映画の中に、きれい事もファンタジーも一切ない、戦争がありました。
そして人間の様々な思いをのみこんでいく戦争が。

時代は清朝末期、民衆の苦しみが極限に達し、太平天国の乱が勃発。
清朝軍と太平軍は、一進一退を繰り返していた頃のお話です。

清朝軍を率いたパン将軍(ジェット・リー)は、味方の援軍を得られず大敗。
その後に出会った盗賊の頭目アルフ(アンディ・ラウ)とその弟分
ウーヤン(金城武)と“投名状”の誓いを結び、彼らを引き入れて清朝軍として
戦うことを決意します。

3人の中で、一番複雑な感情をかかえているのが、パン。大敗のトラウマを抱え涙し、
大義のために非常になるも、心のうちでは葛藤する。時にアルフの持つ男気を羨望し
時に一人の女に執着する男。

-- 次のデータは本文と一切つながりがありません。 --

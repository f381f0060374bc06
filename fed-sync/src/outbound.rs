//! Selecting local content to send to a peer.
//!
//! Used by the orchestrator when pushing and by the responder when
//! serving a pull. Only locally authored content leaves this instance:
//! anything that arrived through federation is never sent on, so content
//! cannot bounce between peers.

use crate::graph::{GraphError, GraphItem, GraphRepository};
use fed_trust::Peer;
use fed_types::{Cursor, EdgeRecord, NodeRecord, Origin, Tombstone};

/// One page of outgoing content.
#[derive(Debug, Clone, Default, PartialEq)]
pub struct OutboundPage {
    /// Nodes to send.
    pub nodes: Vec<NodeRecord>,
    /// Edges to send.
    pub edges: Vec<EdgeRecord>,
    /// Local deletions to announce.
    pub deletions: Vec<Tombstone>,
    /// Feed position covered by this page, filtered items included.
    pub cursor: Cursor,
    /// Whether the feed holds more changes after `cursor`.
    pub has_more: bool,
}

impl OutboundPage {
    /// Number of records selected.
    pub fn len(&self) -> usize {
        self.nodes.len() + self.edges.len() + self.deletions.len()
    }

    /// Whether every scanned change was filtered out.
    pub fn is_empty(&self) -> bool {
        self.len() == 0
    }
}

/// Whether a feed item may be sent to `peer`.
pub fn should_send(peer: &Peer, item: &GraphItem) -> bool {
    match item {
        GraphItem::Node(node) => {
            node.origin == Origin::Local
                && node.trust_level >= peer.push_min_trust
                && (peer.push_types.is_empty() || peer.push_types.contains(&node.node_type))
        }
        GraphItem::Edge(edge) => {
            edge.origin == Origin::Local && edge.trust_level >= peer.push_min_trust
        }
        GraphItem::Deletion(_) => true,
    }
}

/// Scan at most `limit` feed changes after `since` and keep what `peer` may receive.
///
/// The returned cursor covers every scanned change, so filtered items are
/// not scanned again.
pub async fn collect_page(
    graph: &dyn GraphRepository,
    peer: &Peer,
    since: Cursor,
    limit: u32,
) -> Result<OutboundPage, GraphError> {
    let limit = limit.max(1);
    let mut changes = graph.find_modified_since(since, limit + 1).await?;
    let has_more = changes.len() > limit as usize;
    changes.truncate(limit as usize);

    let mut page = OutboundPage {
        cursor: changes.last().map(|c| c.cursor).unwrap_or(since),
        has_more,
        ..OutboundPage::default()
    };
    for change in changes {
        if !should_send(peer, &change.item) {
            continue;
        }
        match change.item {
            GraphItem::Node(node) => page.nodes.push(node),
            GraphItem::Edge(edge) => page.edges.push(edge),
            GraphItem::Deletion(tombstone) => page.deletions.push(tombstone),
        }
    }
    Ok(page)
}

ジェット・リーがあんな風に生臭くも切ない男になれるとは。
彼はこの映画で初めて香港電影金像奨主演男優賞を取りました。

アルフは、男気にあふれる男で仲間内には絶大な信頼をおかれる男で、最後まで
自分を捨てない人物。ある意味、とってもアンディらしい役でしょう。

でも、そのアルフの武骨さが、教養のあるリィエン(シュー・ジンレイ)には、物足り
なかった。だから、彼女は文化の匂いと陰のあるパンに魅かれてしまったのでしょう。
今まで、シュー・ジンレイの魅力というものがあまりよくわからなかったのですが、
こういう綺麗なお人形ではない役だと、光る気がします。

若いウーヤンは、あまりに純粋。男としてアルフを慕い、パンを尊敬。二人の40男の俳優の間で、
十ほど若い金城武が、彼らしい役をやったなあと思います。孔明より、こちらのほうが似合って
いるかも。

リアルな戦争シーンのため、チャン・シウトンは、ワイヤー・ワークを封印。生生しくも
迫力のある戦闘シーンが出来上がっています。その激しい映像の中、それぞれの登場人物の思い、
そして戦う兵士たちの心理がきめ細かく描かれている。ピーター・チャン監督の真髄と
いったところでしょう。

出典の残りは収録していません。